Scientists map octopus genome and the evolution of cephalopod

Octopuses are often referred to as brainiacs. They are capable of unscrewing themselves out of sealed jars and do extraordinary things like using coconut shells for building mobile homes. So, it’s obvious that genome sequencing of these eight-legged rock starts will reveal something very special.

Caroline Albertin, the leader of the team of researchers that sequenced the genome of octopus, said that finding out how bodies and brains of octopuses evolved marks the very first step towards understanding these unique animals differently. Albertin is a graduate student at the University of Chicago.

Albertin, who is currently studying the evolution of animal development, added that having the genome is like having a tool kit, which the animals in question draw on when building their amazing body and really awesome behaviors.

Octopuses showcase such clever behaviors primarily due to their weird nervous system; having three hearts is also believed to be partially responsible.

Prof. Daniel Rokhsar of the University of California in Berkeley, who happens to be the study’s coauthor, said that the structure of octopus’ nervous system is completely different from that of ours.

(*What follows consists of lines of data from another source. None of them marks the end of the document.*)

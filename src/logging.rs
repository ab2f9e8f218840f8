use tracing_subscriber::EnvFilter;

/// Initialize tracing for a host binary and bridge `log` into `tracing`.
///
/// The widget itself only emits `log` records (drag start/end at debug
/// level); hosts that already run their own subscriber can skip this
/// entirely. With `enable_debug` the filter is forced to `debug`,
/// otherwise `RSLIDER_LOG` then `RUST_LOG` are consulted, defaulting to
/// `warn`. Safe to call more than once.
pub fn init_tracing(enable_debug: bool) {
    let _ = tracing_log::LogTracer::init();

    let env_filter = if enable_debug {
        EnvFilter::new("debug")
    } else {
        std::env::var("RSLIDER_LOG")
            .ok()
            .map(EnvFilter::new)
            .or_else(|| EnvFilter::try_from_default_env().ok())
            .unwrap_or_else(|| EnvFilter::new("warn"))
    };

    tracing_subscriber::fmt()
        .with_env_filter(env_filter)
        .with_target(false)
        .try_init()
        .ok();
}
//! rSlider - a hand-painted single/range slider widget for egui.
//!
//! The crate is split along the same seams as the widget itself:
//! [`config`] resolves and validates parameters, [`state`] is the
//! pointer-drag state machine that owns the committed value, and
//! [`projection`] turns committed values into track/handle/tooltip
//! placement. [`widget::Slider`] glues the three to egui.

pub mod config;
pub mod errors;
pub mod logging;
pub mod projection;
pub mod state;
pub mod widget;


pub use config::{HandleSize, SliderConfig, SliderMode};
pub use errors::{Result, SliderError};
pub use state::{DragState, Handle, SliderState, SliderValue, TrackGeometry};
pub use widget::Slider;
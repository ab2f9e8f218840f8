use eframe::egui;
use egui::{Color32, RichText};

use rslider::{logging, HandleSize, Slider, SliderConfig, SliderState, SliderValue};

const BG_PANEL: Color32 = Color32::from_rgb(51, 51, 51);
const TEXT_LABEL: Color32 = Color32::from_rgb(180, 180, 180);
const TEXT_SECONDARY: Color32 = Color32::from_rgb(140, 140, 140);

fn main() -> eframe::Result<()> {
    logging::init_tracing(std::env::args().any(|arg| arg == "--debug"));

    let native_options = eframe::NativeOptions {
        viewport: egui::ViewportBuilder::default()
            .with_inner_size([480.0, 560.0])
            .with_min_inner_size([400.0, 400.0]),
        ..Default::default()
    };

    eframe::run_native(
        "rSlider Gallery",
        native_options,
        Box::new(|_cc| Ok(Box::new(GalleryApp::new()))),
    )
}

struct GalleryRow {
    label: &'static str,
    state: SliderState,
    last_change: Option<SliderValue>,
}

impl GalleryRow {
    fn new(label: &'static str, config: SliderConfig) -> Self {
        // Gallery configs are static; a failure here is a programming error
        let state = SliderState::new(config)
            .unwrap_or_else(|e| panic!("invalid gallery config for '{label}': {e}"));
        Self {
            label,
            state,
            last_change: None,
        }
    }
}

struct GalleryApp {
    rows: Vec<GalleryRow>,
}

impl GalleryApp {
    fn new() -> Self {
        let rows = vec![
            GalleryRow::new(
                "Continuous single (0..100)",
                SliderConfig::single(0.0, 100.0).initial_value(35.0),
            ),
            GalleryRow::new(
                "Discrete single (0..10, step 2)",
                SliderConfig::single(0.0, 10.0).discrete(2.0).initial_value(4.0),
            ),
            GalleryRow::new(
                "Continuous range (0..100)",
                SliderConfig::range(0.0, 100.0).initial_range(20.0, 80.0),
            ),
            GalleryRow::new(
                "Discrete range (0..20, step 5)",
                SliderConfig::range(0.0, 20.0).discrete(5.0),
            ),
            GalleryRow::new(
                "Small handles (0..20)",
                SliderConfig::single(0.0, 20.0)
                    .initial_value(10.0)
                    .handle_size(HandleSize::Small),
            ),
        ];
        Self { rows }
    }
}

impl eframe::App for GalleryApp {
    fn update(&mut self, ctx: &egui::Context, _frame: &mut eframe::Frame) {
        egui::CentralPanel::default()
            .frame(
                egui::Frame::default()
                    .fill(BG_PANEL)
                    .inner_margin(egui::Margin::same(16)),
            )
            .show(ctx, |ui| {
                ui.label(
                    RichText::new("rSlider Gallery")
                        .size(16.0)
                        .color(TEXT_LABEL)
                        .strong(),
                );
                ui.add_space(12.0);

                for row in &mut self.rows {
                    ui.label(RichText::new(row.label).size(11.0).color(TEXT_LABEL));
                    ui.add_space(2.0);

                    let GalleryRow {
                        state, last_change, ..
                    } = row;
                    ui.add(
                        Slider::new(state)
                            .width(360.0)
                            .on_change(|value| *last_change = Some(value)),
                    );

                    let status = match row.last_change {
                        Some(value) => format!("last change: {value}"),
                        None => "no changes yet".to_owned(),
                    };
                    ui.label(RichText::new(status).size(10.0).color(TEXT_SECONDARY));
                    ui.add_space(14.0);
                }
            });
    }
}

The animal’s central brain surrounds its esophagus, a typical feature of invertebrates. Also, the animal also possesses groups of neurons in its arms, which can function relatively autonomously. Plus, there are optic lobes that give octopus the ability of seeing.

Prof. Rokhsar, who teaches genetics and genomics at the University, added that genome sequencing provided the researchers with an opportunity of understanding what exactly can be learnt about octopus’ unique morphology and brain.

The researchers used advanced technology to assemble and publish the first ever genome of a cephalopod. For those who don’t know: cephalopod is an animal group that includes creatures such as cuttlefish, squid, and octopuses.

During this new study, researchers sequenced the genome of Octopus bimaculoides or the California two-spot octopus. It’s a relatively big and hearty octopus but can live in an indoor aquarium comfortably. Octopus bimaculoides is known for producing attractive, transparent eggs. The babies hatched from these eggs start behaving like octopuses immediately.

Surprisingly, the researchers found that the genome of this octopus species looks significantly like the genome of other mollusks (which include snails and clams). However, they also discovered many stark differences between the octopus’ genomes and the genome of other known invertebrates. They even managed to identify hundreds of unique cephalopod genes expressing specialized characteristics of Octopus bimaculoides.

The entire study was published in the journal Nature on August 12.